Un combatant de l’EI, à Mossoul. Photo Reuters
Les jihadistes du groupe État islamique (EI) ont utilisé du gaz moutarde l'été dernier en Irak lors de combats contre les forces kurdes, a déclaré hier un diplomate en citant les conclusions d'une enquête menée par l'OIAC (Organisation pour l'interdiction des armes chimiques).
Une source au sein de l'OIAC a confirmé que les tests en laboratoire s'étaient révélés positifs au gaz moutarde, après que 35 peshmergas (combattants kurdes) furent tombés malades sur le champ de bataille en août dernier.
L'OIAC n'identifiera pas les utilisateurs de l'agent chimique mais le diplomate, qui s'est exprimé sous le couvert de l'anonymat parce que le rapport n'a pas encore été rendu public, a déclaré que l'enquête avait confirmé que les armes chimiques avaient bien été utilisées par l'EI.
En octobre dernier, les autorités du Kurdistan autonome irakien avaient accusé l'EI d'avoir tiré en août des obus de mortier contenant du gaz moutarde sur des positions de combattants kurdes. La trentaine de peshmergas exposés à ces tirs au sud-ouest d'Erbil avaient subi des analyses de sang.
L'OIAC avait aussi conclu à l'automne dernier à l'utilisation de gaz moutarde lors d'affrontements en août 2015 en Syrie entre l'EI et un autre groupe rebelle. Selon un rapport confidentiel daté du 29 octobre, « au moins deux personnes » ont été exposées le 21 août au gaz moutarde dans la ville de Marea, au nord d'Alep. « Il est très probable que cela a conduit au décès d'un bébé », ajoutait l'OIAC.
Armes chimiques fabriquées à Mossoul ?
On ignore d'où provenait ce gaz. Soit des rebelles l'ont récupéré dans un ancien dépôt de l'armée syrienne, soit ils sont en mesure d'en produire, indiquait-on alors de source proche des enquêteurs.
L'organisme international a supervisé en 2013 et 2014 la destruction de l'arsenal chimique syrien après une attaque au gaz sarin qui avait fait des centaines de morts dans la banlieue de Damas en août 2013.
Selon un diplomate, le gaz utilisé en Irak a peut-être été puisé dans les stocks d'armes chimiques qui étaient ceux des troupes syriennes. Cela signifierait que Damas n'a pas divulgué dans sa totalité son programme d'armements chimiques.
En revanche, pour Hamish de Bretton-Gordon, spécialiste de la guerre biologique et chimique, il se peut que les jihadistes de l'EI aient mis au point leur propre arsenal chimique, et qu'ils se préparent à l'utiliser de nouveau.
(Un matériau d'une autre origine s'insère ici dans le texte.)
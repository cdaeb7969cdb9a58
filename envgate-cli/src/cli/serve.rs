use std::net::SocketAddr;
use std::path::PathBuf;
use std::sync::Arc;

use anyhow::{Context, Result};
use clap::Parser;
use tokio::signal;
use tracing::info;

use envgate_auth::AuthRegistry;
use envgate_crypto::{Cryptor, Key};
use envgate_server::{EnvgateServer, load_host_key};
use envgate_store::RedisStore;

/// Run the daemon: bootstrap authorization, bind the SSH listener, and
/// serve until interrupted.
#[derive(Parser, Debug)]
pub struct ServeCommand {
    /// Address to bind the SSH listener on.
    #[arg(long, default_value = "0.0.0.0:2222")]
    pub listen: SocketAddr,

    /// OpenSSH-formatted host private key.
    #[arg(long)]
    pub host_key: PathBuf,

    /// Base64-encoded 160-octet encryption key file (mode 0600 or 0400).
    #[arg(long)]
    pub key_file: PathBuf,

    /// Redis connection string backing the variable store.
    #[arg(long)]
    pub store_url: String,

    /// URL returning the JSON array of writer authorized-keys lines.
    #[arg(long)]
    pub writers_url: String,

    /// URL returning the JSON array of register-role authorized-keys lines.
    #[arg(long)]
    pub register_url: String,
}

impl ServeCommand {
    pub async fn run(self) -> Result<()> {
        let host_key = load_host_key(&self.host_key)
            .with_context(|| format!("loading host key {}", self.host_key.display()))?;

        let key = Key::from_file(&self.key_file)
            .with_context(|| format!("loading encryption key {}", self.key_file.display()))?;
        let cryptor = Arc::new(Cryptor::new(key));

        let store = Arc::new(
            RedisStore::connect(&self.store_url)
                .await
                .context("connecting to the variable store")?,
        );

        let auth = Arc::new(
            AuthRegistry::new(store.clone(), cryptor.clone())
                .await
                .context("loading the persisted reader map")?,
        );
        auth.load_writers_from_url(&self.writers_url)
            .await
            .context("bootstrapping writer keys")?;
        auth.load_register_from_url(&self.register_url)
            .await
            .context("bootstrapping register keys")?;

        let server = EnvgateServer::new(host_key, store, cryptor, auth);
        server
            .listen(self.listen)
            .await
            .context("binding the ssh listener")?;
        info!(addr = %self.listen, "envgate server ready");

        signal::ctrl_c().await.context("waiting for ctrl-c")?;
        info!("shutting down");
        server.stop().await;

        Ok(())
    }
}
« Je ne suis pas loin de penser que le gaz moutarde que l'EI utilise en Irak est fabriqué par les jihadistes à Mossoul », a-t-il dit, en faisant allusion à la grande ville sous le contrôle de l'État islamique dans le nord de l'Irak. « Ils ont à disposition tous les éléments, grâce à l'industrie du pétrole, et tous les experts qu'il faut pour les fabriquer », ajoute-t-il.
Cette information intervient quelques jours après que le directeur de la CIA, John Brennan, eut affirmé à la chaîne américaine CBS que l'EI était en mesure de fabriquer des petites quantités de chlorine et de gaz moutarde.
Le gaz moutarde – qui provoque des détresses respiratoires, une cécité momentanée et des cloques très douloureuses – avait été utilisé pour la première fois par les Allemands en Belgique en 1917. Il a été banni par l'Onu en 1993.